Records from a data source
BEGIN
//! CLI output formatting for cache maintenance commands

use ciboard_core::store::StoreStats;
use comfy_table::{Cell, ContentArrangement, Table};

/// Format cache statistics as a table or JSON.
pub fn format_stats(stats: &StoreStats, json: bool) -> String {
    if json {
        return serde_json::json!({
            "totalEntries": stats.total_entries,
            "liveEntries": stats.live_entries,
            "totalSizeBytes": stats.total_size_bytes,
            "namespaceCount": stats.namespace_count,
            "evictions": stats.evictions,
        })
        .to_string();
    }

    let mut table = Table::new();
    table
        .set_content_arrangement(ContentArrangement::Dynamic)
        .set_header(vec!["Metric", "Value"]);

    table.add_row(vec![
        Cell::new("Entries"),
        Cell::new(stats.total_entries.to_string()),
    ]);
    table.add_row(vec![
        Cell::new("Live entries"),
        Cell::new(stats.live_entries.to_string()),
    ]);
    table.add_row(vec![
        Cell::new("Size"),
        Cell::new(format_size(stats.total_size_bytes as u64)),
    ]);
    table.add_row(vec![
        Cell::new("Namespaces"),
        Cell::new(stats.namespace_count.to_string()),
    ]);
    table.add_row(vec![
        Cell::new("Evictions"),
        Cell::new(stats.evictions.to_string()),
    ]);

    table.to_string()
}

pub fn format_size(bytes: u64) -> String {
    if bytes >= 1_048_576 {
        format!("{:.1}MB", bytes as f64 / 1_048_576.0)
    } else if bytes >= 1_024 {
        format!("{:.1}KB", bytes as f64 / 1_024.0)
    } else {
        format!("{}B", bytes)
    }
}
END
* Aim of the exercise *
Using the entries above, return each line in which the word "ContentArrangement" occurs.

* Output for this task *
use comfy_table::{Cell, ContentArrangement, Table};
        .set_content_arrangement(ContentArrangement::Dynamic)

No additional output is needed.